Any clients interesting in subscribing to events from the publisher would create a bus with a local endpoint, start the bus and then send a subscribe command to the publisher, telling it you’re interested in subscribing to a certain type of event and which delegate to handle it:

var bus = new MiniBuss.ServiceBus {LocalEndpoint = "minibuss_subscriber1"};

bus.Start();

bus.Subscribe<SomethingHappenedEvent>("minibuss_publisher1@localhost",
    @event => Console.WriteLine("something happened at {0}, event id {1}",
        @event.Sent, @event.Guid));

Console.WriteLine("Waiting for events, press ENTER to exit");
Console.ReadLine();

bus.UnSubscribe<SomethingHappenedEvent>("minibuss_publisher1");

Now, the question is, what do you think? I know there are issues with the code, like how to make message-handlers multi-threaded/concurrent without messing things up (it’s single threaded right now), and how to best handle exceptions, rollbacks and re-tries . Right now handling exceptions in send and receive works pretty well within a TransactionScope() together with ADO.NET, and if there’s an exception, the message is moved the an error-queue. No re-try or anything, only rollback and move to xxx_error. Also, the publisher doesn’t persist subscriptions, so if it is restarted subscribers wouldn’t know. You know, things like that.

I’m a user of the micro-orm called Dapper and like it a lot, so I’m thinking that maybe I should release this micro-bus as open source and see where people may take it, if anywhere? Maybe just down the drain because they figure out this service bus is dangerous to use and risk loosing messages or something (which would be extremely good to know :)

Or maybe this code is useless because you already got nServiceBus and Rhino out there and coders don’t need another service bus?

What do you say?

9 Comments

  • Really like the look of this! I'm a big fan of micro frameworks and I was just about to start looking at nServiceBus or similar.

    Would love to see it on github and/or NuGet!

  • I love the idea and actually started to think about this a couple of days ago.

    I would be happy to contribute, if you decide to go open source.

  • Thanks for the quick feedback - if I decide to go open source, which repository would you prefer? I'm used to codeplex myself, but github works too I guess :)

    @Jose - I would love to get help on both reviewing/testing and coding if I release the stuff. It's very "spiky" atm ;)

  • @Anders - if released on NuGet, should it be adding ref to the small dll or injecting the code file? Sam changed Dapper from dll to the code/source file. Not sure which is best?

  • I'm really not picky. CodePlex, BitBucket or any other. PM me at twitter @zepedro

  • Looks good at a first sight.

    I would prefer the Nuget package as a single file.

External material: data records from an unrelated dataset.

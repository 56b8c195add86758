//! 队列策略（Queue disciplines）
//!
//! 链路出口使用 FIFO 尾丢弃队列。

use crate::net::Packet;

mod drop_tail;

pub use drop_tail::DropTailQueue;

pub const DEFAULT_PKT_BYTES: u64 = 1500;

/// 以“包个数”给出的队列容量换算为字节
pub fn mem_from_pkt(pkts: u64) -> u64 {
    pkts.saturating_mul(DEFAULT_PKT_BYTES)
}

/// Packet 队列抽象
pub trait PacketQueue: std::fmt::Debug + Send {
    /// 入队：成功返回 Ok；若被丢弃则返回 Err(pkt)
    fn enqueue(&mut self, pkt: Packet) -> Result<(), Packet>;
    /// 出队：按队列策略返回下一个 packet
    fn dequeue(&mut self) -> Option<Packet>;

    fn len(&self) -> usize;
    fn bytes(&self) -> u64;
    fn capacity_bytes(&self) -> u64;

    fn is_empty(&self) -> bool {
        self.len() == 0
    }
}
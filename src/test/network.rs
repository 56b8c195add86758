use crate::net::{Connection, DeliverPacket, Endpoint, NetWorld, NodeId, SimSocket};
use crate::sim::{SimTime, Simulator};
use crate::topo::chain::{ChainOpts, build_chain};
use crate::topo::dumbbell::{DumbbellOpts, build_dumbbell};

const PORT: u16 = 8081;

fn connected_socket(world: &mut NetWorld, src: NodeId, dst: NodeId) -> SimSocket {
    world.net.listen(Endpoint::new(dst, PORT));
    let mut sock = SimSocket::new(src);
    sock.bind(&mut world.net).expect("bind");
    sock.connect(Endpoint::new(dst, PORT), &mut world.net).expect("connect");
    sock
}

#[test]
fn chain_route_and_single_packet_latency() {
    let mut sim = Simulator::default();
    let mut world = NetWorld::default();
    let topo = build_chain(&mut world, &ChainOpts::default());
    let (n0, n3) = (topo.nodes[0], topo.nodes[3]);

    assert_eq!(world.net.route(n0, n3), Some(topo.nodes.clone()));
    assert_eq!(topo.bottleneck, (topo.nodes[1], topo.nodes[2]));

    let mut sock = connected_socket(&mut world, n0, n3);
    let flow_id = sock.flow_id().expect("flow id after connect");
    assert_eq!(sock.send(1040, &mut sim, &mut world.net), Ok(1040));
    sim.run(&mut world);

    // 2 * (832us + 1ms) 接入链路 + (8.32ms + 3ms) 瓶颈链路
    let expected = SimTime::from_micros(2 * (832 + 1_000) + 8_320 + 3_000);
    let flow = world.net.stats.flow(flow_id).expect("flow stats");
    assert_eq!(flow.tx_pkts, 1);
    assert_eq!(flow.rx_pkts, 1);
    assert_eq!(flow.rx_bytes, 1040);
    assert_eq!(flow.first_tx, Some(SimTime::ZERO));
    assert_eq!(flow.last_rx, Some(expected));
    assert_eq!(world.net.stats.dropped_pkts, 0);
}

#[test]
fn busy_links_queue_packets_in_fifo_order() {
    let mut sim = Simulator::default();
    let mut world = NetWorld::default();
    let topo = build_chain(&mut world, &ChainOpts::default());
    let mut sock = connected_socket(&mut world, topo.nodes[0], topo.nodes[3]);
    let flow_id = sock.flow_id().expect("flow id");

    sock.send(1040, &mut sim, &mut world.net).expect("send 1");
    sock.send(1040, &mut sim, &mut world.net).expect("send 2");
    assert_eq!(world.net.link_backlog_bytes(topo.nodes[0], topo.nodes[1]), 1040);
    sim.run(&mut world);

    // 第二个包在瓶颈处排在第一个之后：再多一个瓶颈序列化时间
    let first = SimTime::from_micros(2 * (832 + 1_000) + 8_320 + 3_000);
    let second = first.saturating_add(SimTime::from_micros(8_320));
    let flow = world.net.stats.flow(flow_id).expect("flow stats");
    assert_eq!(flow.rx_pkts, 2);
    assert_eq!(flow.first_rx, Some(first));
    assert_eq!(flow.last_rx, Some(second));

    let tput = flow.throughput_bps().expect("throughput");
    let want = 2080.0 * 8.0 / second.as_secs_f64();
    assert!((tput - want).abs() < 1e-6, "tput={tput} want={want}");
}

#[test]
fn full_queue_tail_drops_and_counts_per_flow() {
    let mut sim = Simulator::default();
    let mut world = NetWorld::default();
    let topo = build_chain(&mut world, &ChainOpts::default());
    let (n0, n1) = (topo.nodes[0], topo.nodes[1]);
    assert!(world.net.set_link_queue_capacity_bytes(n0, n1, 1040));
    let mut sock = connected_socket(&mut world, n0, topo.nodes[3]);
    let flow_id = sock.flow_id().expect("flow id");

    for _ in 0..3 {
        sock.send(1040, &mut sim, &mut world.net).expect("send accepted by socket");
    }
    sim.run(&mut world);

    let flow = world.net.stats.flow(flow_id).expect("flow stats");
    assert_eq!(flow.tx_pkts, 3);
    assert_eq!(flow.rx_pkts, 2);
    assert_eq!(flow.dropped_pkts, 1);
    assert_eq!(flow.dropped_bytes, 1040);
    assert_eq!(world.net.stats.dropped_pkts, 1);
}

#[test]
fn packet_to_a_port_without_listener_is_dropped() {
    let mut sim = Simulator::default();
    let mut world = NetWorld::default();
    let topo = build_chain(&mut world, &ChainOpts::default());
    let route = vec![topo.nodes[0], topo.nodes[1]];
    let pkt = world.net.make_packet(7, 100, route, 4242);
    sim.schedule(SimTime::ZERO, DeliverPacket { to: topo.nodes[0], pkt });
    sim.run(&mut world);

    assert_eq!(world.net.stats.delivered_pkts, 0);
    assert_eq!(world.net.stats.dropped_pkts, 1);
    assert_eq!(world.net.stats.flow(7).map(|f| f.dropped_pkts), Some(1));
}

#[test]
fn dumbbell_routes_through_both_routers() {
    let mut world = NetWorld::default();
    let topo = build_dumbbell(&mut world, &DumbbellOpts::default());
    assert_eq!(topo.nodes.len(), 6);
    assert_eq!(world.net.node_count(), 6);
    let n = &topo.nodes;

    assert_eq!(world.net.route(n[0], n[2]), Some(vec![n[0], n[4], n[5], n[2]]));
    assert_eq!(world.net.route(n[1], n[3]), Some(vec![n[1], n[4], n[5], n[3]]));
    assert_eq!(world.net.route(n[0], n[1]), Some(vec![n[0], n[4], n[1]]));
    assert_eq!(world.net.route(n[3], n[3]), Some(vec![n[3]]));
    assert_eq!(topo.bottleneck, (n[4], n[5]));
    assert_eq!(world.net.node_name(n[4]), Some("n4"));
}

#[test]
fn route_to_isolated_or_unknown_node_is_none() {
    let mut world = NetWorld::default();
    let topo = build_chain(&mut world, &ChainOpts::default());
    let island = world.net.add_host("island");

    assert_eq!(world.net.route(topo.nodes[0], island), None);
    assert_eq!(world.net.route(topo.nodes[0], NodeId(99)), None);
}
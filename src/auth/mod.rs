//! Credential loading for the CRM API.
//!
//! The API key is a static bearer token stored in a plain file. It is read
//! once at startup and handed to the `ApiClient`.

pub mod credentials;

pub use credentials::{default_key_path, load_api_key, ApiKey, CredentialError};
//! Data models for CRM entities and the map output.
//!
//! - `PlantRecord`: a facility record from the plants object
//! - `PersonRecord`, `Contact`: main-contact people and their display fields
//! - `PipelineEntry`: list entry linking a plant to its sales stage
//! - `MapRecord`: one flattened row of the territory map dataset
//! - `AttributeValue`: the polymorphic attribute-value shape

pub mod map_record;
pub mod person;
pub mod pipeline;
pub mod plant;
pub mod value;

use std::collections::HashMap;

use serde::{Deserialize, Deserializer};
use serde_json::Value;

pub use map_record::MapRecord;
pub use person::{Contact, PersonRecord, PersonResponse};
pub use pipeline::{PipelineEntry, PipelineResponse, NOT_IN_PIPELINE};
pub use plant::{PlantRecord, PlantsResponse};
pub use value::{extract, AttributeValue};

/// Attribute slug to value-list mapping, as returned under a record's `values`.
#[derive(Debug, Clone, Default)]
pub struct RecordValues(HashMap<String, Value>);

// Anything other than an object (null included) reads as no values
impl<'de> Deserialize<'de> for RecordValues {
    fn deserialize<D: Deserializer<'de>>(deserializer: D) -> Result<Self, D::Error> {
        match Value::deserialize(deserializer)? {
            Value::Object(map) => Ok(Self(map.into_iter().collect())),
            _ => Ok(Self::default()),
        }
    }
}

impl RecordValues {
    /// Display string for an attribute, `""` when absent or not a list.
    pub fn text(&self, slug: &str) -> String {
        let entries = self
            .0
            .get(slug)
            .and_then(Value::as_array)
            .map(Vec::as_slice)
            .unwrap_or(&[]);
        extract(entries)
    }
}
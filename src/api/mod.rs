//! REST API client module for the CRM.
//!
//! This module provides the `ApiClient` for querying plant records, the
//! pipeline list entries, and individual people.
//!
//! Requests authenticate with a static bearer token read from disk.

pub mod client;
pub mod error;

pub use client::ApiClient;
pub use error::ApiError;
//! Run configuration.
//!
//! Defaults target the production CRM workspace. An optional config file at
//! `~/.config/plantmap/config.json` overrides any subset of fields, and
//! `PLANTMAP_API_URL` / `PLANTMAP_OUTPUT` override the endpoint and output
//! file for a single run.

use std::path::{Path, PathBuf};
use std::time::Duration;

use anyhow::{Context, Result};
use serde::{Deserialize, Serialize};

/// Application name used for the config directory path
const APP_NAME: &str = "plantmap";

/// Config file name
const CONFIG_FILE: &str = "config.json";

const DEFAULT_API_BASE_URL: &str = "https://api.attio.com/v2";

/// The Alabama pipeline list.
const DEFAULT_PIPELINE_LIST_ID: &str = "fc93ded9-7b9e-4e48-99d5-583cf8dd85d6";

/// Records requested per query. Only the first page is ever fetched.
const DEFAULT_PAGE_LIMIT: u32 = 500;

/// Most contacts fetched in one run. Ids past the cap stay unenriched;
/// this bounds request volume and is not a paging mechanism.
pub const PERSON_FETCH_LIMIT: usize = 20;

const BULK_TIMEOUT_SECS: u64 = 30;
const PERSON_TIMEOUT_SECS: u64 = 5;

const DEFAULT_OUTPUT_FILE: &str = "plants.json";

const ENV_API_URL: &str = "PLANTMAP_API_URL";
const ENV_OUTPUT: &str = "PLANTMAP_OUTPUT";

#[derive(Debug, Clone, PartialEq, Serialize, Deserialize)]
#[serde(default)]
pub struct Config {
    pub api_base_url: String,
    pub plants_object: String,
    pub pipeline_list_id: String,
    pub page_limit: u32,
    pub person_fetch_limit: usize,
    pub bulk_timeout_secs: u64,
    pub person_timeout_secs: u64,
    pub output_path: PathBuf,
    /// Overrides the default `~/.config/attio/api_key`.
    pub api_key_path: Option<PathBuf>,
}

impl Default for Config {
    fn default() -> Self {
        Self {
            api_base_url: DEFAULT_API_BASE_URL.to_string(),
            plants_object: "plants".to_string(),
            pipeline_list_id: DEFAULT_PIPELINE_LIST_ID.to_string(),
            page_limit: DEFAULT_PAGE_LIMIT,
            person_fetch_limit: PERSON_FETCH_LIMIT,
            bulk_timeout_secs: BULK_TIMEOUT_SECS,
            person_timeout_secs: PERSON_TIMEOUT_SECS,
            output_path: PathBuf::from(DEFAULT_OUTPUT_FILE),
            api_key_path: None,
        }
    }
}

impl Config {
    /// Load from the user config file (if any), then apply environment overrides.
    pub fn load() -> Result<Self> {
        let mut config = match Self::config_path() {
            Some(path) => Self::load_from(&path)?,
            None => Self::default(),
        };
        config.apply_overrides(|key| std::env::var(key).ok());
        Ok(config)
    }

    pub fn load_from(path: &Path) -> Result<Self> {
        if !path.exists() {
            return Ok(Self::default());
        }
        let contents = std::fs::read_to_string(path)
            .with_context(|| format!("Failed to read config file {}", path.display()))?;
        serde_json::from_str(&contents)
            .with_context(|| format!("Failed to parse config file {}", path.display()))
    }

    fn apply_overrides(&mut self, var: impl Fn(&str) -> Option<String>) {
        if let Some(url) = var(ENV_API_URL).filter(|v| !v.is_empty()) {
            self.api_base_url = url;
        }
        if let Some(output) = var(ENV_OUTPUT).filter(|v| !v.is_empty()) {
            self.output_path = PathBuf::from(output);
        }
    }

    fn config_path() -> Option<PathBuf> {
        dirs::config_dir().map(|dir| dir.join(APP_NAME).join(CONFIG_FILE))
    }

    pub fn bulk_timeout(&self) -> Duration {
        Duration::from_secs(self.bulk_timeout_secs)
    }

    pub fn person_timeout(&self) -> Duration {
        Duration::from_secs(self.person_timeout_secs)
    }
}
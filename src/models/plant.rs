use serde::Deserialize;
use serde_json::Value;

use super::RecordValues;

/// Attribute slugs on the plants object.
pub mod slugs {
    pub const NAME: &str = "name";
    pub const ADDRESS: &str = "address_7";
    pub const CITY: &str = "city";
    pub const STATE: &str = "state";
    pub const ZIP: &str = "zip";
    pub const PERMIT: &str = "permit";
    pub const PERMIT_STATUS: &str = "permit_status";
    pub const PERMIT_TYPE: &str = "permit_type";
    pub const MAIN_CONTACT: &str = "main_contact";
}

// Response from the plants records query endpoint
#[derive(Debug, Clone, Default, Deserialize)]
pub struct PlantsResponse {
    #[serde(default)]
    pub data: Vec<PlantRecord>,
}

#[derive(Debug, Clone, Default, Deserialize)]
pub struct PlantRecord {
    /// `{"record_id": ...}`; kept loose so a null or odd id only blanks this plant's id
    #[serde(default)]
    pub id: Value,
    #[serde(default)]
    pub values: RecordValues,
}

impl PlantRecord {
    pub fn record_id(&self) -> &str {
        self.id
            .get("record_id")
            .and_then(Value::as_str)
            .unwrap_or_default()
    }

    pub fn name(&self) -> String {
        self.values.text(slugs::NAME)
    }

    pub fn city(&self) -> String {
        self.values.text(slugs::CITY)
    }

    /// Person record id of the main contact, `""` if none is linked.
    pub fn main_contact_id(&self) -> String {
        self.values.text(slugs::MAIN_CONTACT)
    }
}
//! Output writer and stage summary.

use std::collections::HashMap;
use std::path::Path;

use anyhow::{Context, Result};
use tracing::debug;

use crate::models::MapRecord;
use crate::pipeline::Enrichment;

/// Write records as indented JSON, replacing any previous file.
pub fn write_records(path: &Path, records: &[MapRecord]) -> Result<()> {
    if let Some(parent) = path.parent().filter(|p| !p.as_os_str().is_empty()) {
        std::fs::create_dir_all(parent)
            .with_context(|| format!("Failed to create {}", parent.display()))?;
    }
    let contents = serde_json::to_string_pretty(records)?;
    std::fs::write(path, contents)
        .with_context(|| format!("Failed to write {}", path.display()))?;
    debug!(path = %path.display(), count = records.len(), "Wrote map records");
    Ok(())
}

/// Record count per stage, most common first.
/// Ties keep the order in which each stage first appears.
pub fn stage_counts(records: &[MapRecord]) -> Vec<(String, usize)> {
    let mut index: HashMap<&str, usize> = HashMap::new();
    let mut counts: Vec<(String, usize)> = Vec::new();

    for record in records {
        match index.get(record.stage.as_str()) {
            Some(&i) => counts[i].1 += 1,
            None => {
                index.insert(&record.stage, counts.len());
                counts.push((record.stage.clone(), 1));
            }
        }
    }

    // sort_by is stable
    counts.sort_by(|a, b| b.1.cmp(&a.1));
    counts
}

/// Print fetch counts, the output location and the per-stage breakdown.
pub fn print_summary(path: &Path, enrichment: &Enrichment) {
    println!("Found {} plants", enrichment.plants_fetched);
    println!("Found {} pipeline entries", enrichment.pipeline_entries);
    println!(
        "Fetched {} of {} contacts",
        enrichment.contacts_fetched, enrichment.contacts_requested
    );
    println!();
    println!("Saved {} plants to {}", enrichment.records.len(), path.display());
    println!();
    println!("By Stage:");
    for (stage, count) in stage_counts(&enrichment.records) {
        println!("   {}: {}", stage, count);
    }
}
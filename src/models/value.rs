//! Normalization of CRM attribute values.
//!
//! Every record attribute arrives as a list of value entries. Over time the
//! CRM has grown several entry shapes (plain text, keyed objects, select
//! options, record references), so each entry is classified into an
//! [`AttributeValue`] and rendered down to a single display string.

use serde_json::Value;

/// Keys checked on object entries, highest priority first.
const KEYED_FIELDS: [&str; 4] = ["value", "full_name", "email_address", "phone_number"];

#[derive(Debug, Clone, PartialEq)]
pub enum AttributeValue {
    /// A bare JSON scalar (or array) in the value list.
    Scalar(Value),
    /// Object carrying one of the direct keyed fields.
    Keyed { key: &'static str, value: Value },
    /// Select/status option: `{"option": {"title": ...}}`.
    OptionTitle(Value),
    /// Reference to another record: `{"target_record_id": ...}`.
    Reference(Value),
    /// Object of a shape we don't recognize.
    Unrecognized(Value),
}

impl AttributeValue {
    pub fn classify(entry: &Value) -> Self {
        let Some(obj) = entry.as_object() else {
            return AttributeValue::Scalar(entry.clone());
        };

        for key in KEYED_FIELDS {
            if let Some(value) = obj.get(key) {
                return AttributeValue::Keyed {
                    key,
                    value: value.clone(),
                };
            }
        }

        if let Some(title) = obj.get("option").and_then(|o| o.get("title")) {
            return AttributeValue::OptionTitle(title.clone());
        }

        if let Some(target) = obj.get("target_record_id") {
            return AttributeValue::Reference(target.clone());
        }

        AttributeValue::Unrecognized(entry.clone())
    }

    /// Render this entry as a display string.
    pub fn as_text(&self) -> String {
        match self {
            AttributeValue::Keyed { value, .. } => stringify(value),
            AttributeValue::OptionTitle(title) => stringify(title),
            AttributeValue::Reference(target) => stringify(target),
            AttributeValue::Scalar(raw) | AttributeValue::Unrecognized(raw) => {
                if is_falsy(raw) {
                    String::new()
                } else {
                    stringify(raw)
                }
            }
        }
    }
}

/// Extract a single display string from an attribute's value list.
///
/// Only the first entry is inspected. An empty list yields `""`.
pub fn extract(values: &[Value]) -> String {
    values
        .first()
        .map(|entry| AttributeValue::classify(entry).as_text())
        .unwrap_or_default()
}

fn stringify(value: &Value) -> String {
    match value {
        Value::Null => String::new(),
        Value::String(s) => s.clone(),
        other => other.to_string(),
    }
}

fn is_falsy(value: &Value) -> bool {
    match value {
        Value::Null => true,
        Value::Bool(b) => !b,
        Value::Number(n) => n.as_f64() == Some(0.0),
        Value::String(s) => s.is_empty(),
        Value::Array(a) => a.is_empty(),
        Value::Object(o) => o.is_empty(),
    }
}

#[cfg(test)]
mod tests {
    use super::*;
    use serde_json::json;

    #[test]
    fn test_extract_empty_list() {
        assert_eq!(extract(&[]), "");
    }

    #[test]
    fn test_extract_keyed_priority() {
        // "value" outranks every other keyed field
        let entry = json!({"full_name": "Jane Doe", "value": "Acme Plant"});
        assert_eq!(extract(&[entry]), "Acme Plant");

        let entry = json!({"email_address": "jane@example.com", "full_name": "Jane Doe"});
        assert_eq!(extract(&[entry]), "Jane Doe");

        let entry = json!({"phone_number": "+12055550100"});
        assert_eq!(extract(&[entry]), "+12055550100");
    }

    #[test]
    fn test_extract_numeric_value_is_stringified() {
        assert_eq!(extract(&[json!({"value": 35203})]), "35203");
    }

    #[test]
    fn test_extract_option_title() {
        let entry = json!({"option": {"id": "opt-1", "title": "Active"}});
        assert_eq!(
            AttributeValue::classify(&entry),
            AttributeValue::OptionTitle(json!("Active"))
        );
        assert_eq!(extract(&[entry]), "Active");
    }

    #[test]
    fn test_extract_reference() {
        let entry = json!({"target_object": "people", "target_record_id": "person-123"});
        assert_eq!(extract(&[entry]), "person-123");
    }

    #[test]
    fn test_extract_only_first_entry() {
        let values = vec![json!({"value": "first"}), json!({"value": "second"})];
        assert_eq!(extract(&values), "first");
    }

    #[test]
    fn test_extract_scalars_and_fallbacks() {
        assert_eq!(extract(&[json!("Mobile")]), "Mobile");
        assert_eq!(extract(&[json!(42)]), "42");
        assert_eq!(extract(&[json!("")]), "");
        assert_eq!(extract(&[json!(null)]), "");
        assert_eq!(extract(&[json!({})]), "");

        // Unknown object shapes fall back to their JSON text
        assert_eq!(extract(&[json!({"foo": "bar"})]), r#"{"foo":"bar"}"#);
    }
}
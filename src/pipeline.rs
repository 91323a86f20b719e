//! Enrichment pipeline: joins plants with pipeline stage, coordinates and
//! main-contact details.
//!
//! Network failures never abort the run. A failed plants query yields no
//! plants, a failed pipeline query leaves every plant "Not in Pipeline", and
//! a failed person fetch leaves that contact blank.

use std::collections::{HashMap, HashSet};

use tracing::{info, warn};

use crate::api::ApiClient;
use crate::geo;
use crate::models::plant::slugs;
use crate::models::{Contact, MapRecord, PlantRecord, NOT_IN_PIPELINE};

/// Counts gathered along the way, plus the map records.
#[derive(Debug, Default)]
pub struct Enrichment {
    pub plants_fetched: usize,
    pub pipeline_entries: usize,
    pub contacts_requested: usize,
    pub contacts_fetched: usize,
    pub records: Vec<MapRecord>,
}

/// Fetch everything from the CRM and build the map records.
pub async fn run(client: &ApiClient, person_fetch_limit: usize) -> Enrichment {
    let plants = client.fetch_plants().await.unwrap_or_else(|e| {
        warn!(error = %e, "Plants query failed, continuing with no plants");
        Vec::new()
    });
    info!(count = plants.len(), "Fetched plants");

    let stages = client.fetch_pipeline_stages().await.unwrap_or_else(|e| {
        warn!(error = %e, "Pipeline query failed, continuing without stages");
        HashMap::new()
    });
    info!(count = stages.len(), "Fetched pipeline stages");

    let contact_ids = collect_contact_ids(&plants);
    let contacts = fetch_contacts(client, &contact_ids, person_fetch_limit).await;

    let records = build_records(&plants, &stages, &contacts);
    info!(
        plants = plants.len(),
        mapped = records.len(),
        contacts = contacts.len(),
        "Enrichment complete"
    );

    Enrichment {
        plants_fetched: plants.len(),
        pipeline_entries: stages.len(),
        contacts_requested: contact_ids.len(),
        contacts_fetched: contacts.len(),
        records,
    }
}

/// Distinct, non-empty main-contact ids in first-seen plant order.
pub fn collect_contact_ids(plants: &[PlantRecord]) -> Vec<String> {
    let mut seen = HashSet::new();
    plants
        .iter()
        .map(PlantRecord::main_contact_id)
        .filter(|id| !id.is_empty() && seen.insert(id.clone()))
        .collect()
}

/// Fetch contacts one at a time, up to `limit` ids. Failed ids are omitted.
pub async fn fetch_contacts(
    client: &ApiClient,
    ids: &[String],
    limit: usize,
) -> HashMap<String, Contact> {
    if ids.len() > limit {
        info!(requested = ids.len(), limit = limit, "Contact fetch capped");
    }

    let mut contacts = HashMap::new();
    for id in ids.iter().take(limit) {
        match client.fetch_person(id).await {
            Ok(contact) => {
                contacts.insert(id.clone(), contact);
            }
            Err(e) => warn!(
                person_id = %id,
                timed_out = e.is_timeout(),
                error = %e,
                "Failed to fetch contact"
            ),
        }
    }
    contacts
}

/// Join plants with stages and contacts, dropping plants without a name or
/// without known city coordinates. Fetch order is preserved.
pub fn build_records(
    plants: &[PlantRecord],
    stages: &HashMap<String, String>,
    contacts: &HashMap<String, Contact>,
) -> Vec<MapRecord> {
    let no_contact = Contact::default();
    let mut records = Vec::new();

    for plant in plants {
        let name = plant.name();
        if name.is_empty() {
            continue;
        }

        let city = plant.city();
        let Some(coords) = geo::lookup(&city) else {
            continue;
        };

        let contact = contacts.get(&plant.main_contact_id()).unwrap_or(&no_contact);
        let id = plant.record_id().to_string();
        let stage = stages
            .get(&id)
            .cloned()
            .unwrap_or_else(|| NOT_IN_PIPELINE.to_string());

        records.push(MapRecord {
            name,
            address: plant.values.text(slugs::ADDRESS),
            city,
            state: plant.values.text(slugs::STATE),
            zip: plant.values.text(slugs::ZIP),
            lat: coords.lat,
            lon: coords.lon,
            permit: plant.values.text(slugs::PERMIT),
            permit_status: plant.values.text(slugs::PERMIT_STATUS),
            permit_type: plant.values.text(slugs::PERMIT_TYPE),
            stage,
            contact_name: contact.name.clone(),
            contact_email: contact.email.clone(),
            contact_phone: contact.phone.clone(),
            id,
        });
    }

    records
}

    Personally, I think that's one of the main benefits of all theese single-file micro frameworks. No external dependencies, no extra files to include, easy to modify etc.

  • I've created a codeplex project for this now (not open yet), and I've also created a NuGet package locally for testing.

    Will try to open upp everything in the next couple of days and would love to get more people aboard - both devs and testers. Especially people who knows concurrency and will be able to break it :)

  • Really interesting project,
    I think nServiceBus as a too restrictive licensing, and Rhino forces to use Castle, that is becaming huge. An alternative is Mass Transit, that does not have the concept of permanent subscription/transient substcription, so I would love to see this in your project ( these concepts comes from ActiveMQ ). If you accept cooperation on your project, I would be happy to join it.

  • Just opened up a codeplex site for this project at http://minibuss.codeplex.com will also open it up for co-op soon.

    Will also publish a NuGet installer today called "MiniBuss".